Customer engagement is one of the places where the gap between AI ambition and organizational reality becomes visible very quickly, because it sits at the intersection of value creation, operational delivery, trust, and governance. This is where AI does not just affect internal efficiency. It shapes actual customer experience, service quality, responsiveness, personalization, escalation, and brand perception.
That makes customer engagement an unusually revealing environment.

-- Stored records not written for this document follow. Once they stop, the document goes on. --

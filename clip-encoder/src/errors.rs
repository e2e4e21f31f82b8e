//! Unified error type for the clip-encoder crate.

use thiserror::Error;

/// Errors produced while turning a query into an embedding vector.
#[derive(Debug, Error)]
pub enum EncodeError {
    // ── Request-side failures ───────────────────────────────────────────────
    /// Query payload is unusable: empty text, undecodable image, bad URL.
    #[error("invalid input: {0}")]
    InvalidInput(String),

    /// Remote image could not be fetched (transport error or non-2xx status).
    #[error("image retrieval failed: {0}")]
    Retrieval(String),

    // ── Model-side failures ─────────────────────────────────────────────────
    /// Model files are missing or could not be loaded at startup.
    #[error("model load failed: {0}")]
    ModelLoad(String),

    /// Model execution failed or produced an unusable output.
    #[error("inference failed: {0}")]
    Inference(String),

    /// The projection head returned a vector of unexpected length.
    #[error("embedding dim {got} != expected {want}")]
    DimensionMismatch { got: usize, want: usize },

    // ── Configuration / environment ─────────────────────────────────────────
    /// Invalid or missing configuration value.
    #[error("config error: {0}")]
    Config(String),
}

impl EncodeError {
    /// True for failures caused by the caller's input rather than the service.
    pub fn is_invalid_input(&self) -> bool {
        matches!(self, EncodeError::InvalidInput(_))
    }
}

If ownership is unclear, customer journeys become fragmented. If governance is too vague, scaling becomes risky or inconsistent. If teams are not aligned, personalization, service logic, and operational workflows begin pulling in different directions. If the culture is weak, frontline teams resist adoption or work around the intended process. If leadership focuses too narrowly on efficiency, the organization may reduce cost-to-serve while quietly weakening trust or experience quality.
In other words, customer engagement makes abstract AI problems concrete.
It shows whether the business can connect technology to outcomes across the full chain from design to delivery. It reveals whether AI is improving the customer relationship, improving the economics of service, and improving decision quality in ways that can be governed and sustained.
For readers who want a broader responsible-AI perspective, this section can also point to the AI Briefing Series on Responsible AI.
The Better Way Forward for AI Value Realization
If there is one shift leadership teams should make, it is this: move away from asking whether you are doing enough AI and toward asking whether you are investing in the conditions that make AI valuable.
That is a different conversation from the one many companies are having today.
It means looking past the surface indicators of progress and asking tougher questions. Where is AI creating real customer and business value today, and where is it merely creating activity? Where does ownership become unclear? Where do processes prevent scale? Where is governance too late, too heavy, or too disconnected from the work? Where is trust missing? Where is culture making adoption harder than the technology itself?
These are not secondary questions to be addressed once the tools are in place. They are the questions that determine whether the tools will matter.
AI value does not primarily come from platforms and technology. It comes from building the right environment for AI to work. And once that becomes the focus, the broader implication follows naturally: competitiveness and advantage will come less from more money and more from smarter money.
That is not an argument for moving slowly. It is an argument for moving with more discipline. The organizations that succeed will not necessarily be the ones with the most visible AI activity. They will be the ones that invest intelligently in organizational design, governance, ownership, and culture, especially in the parts of the business where value, trust, and execution are tightly connected.
For companies feeling the pressure of AI FOMO, that should be the most reassuring insight of all. The way forward is not to spend blindly. It is to build the conditions under which AI can actually deliver.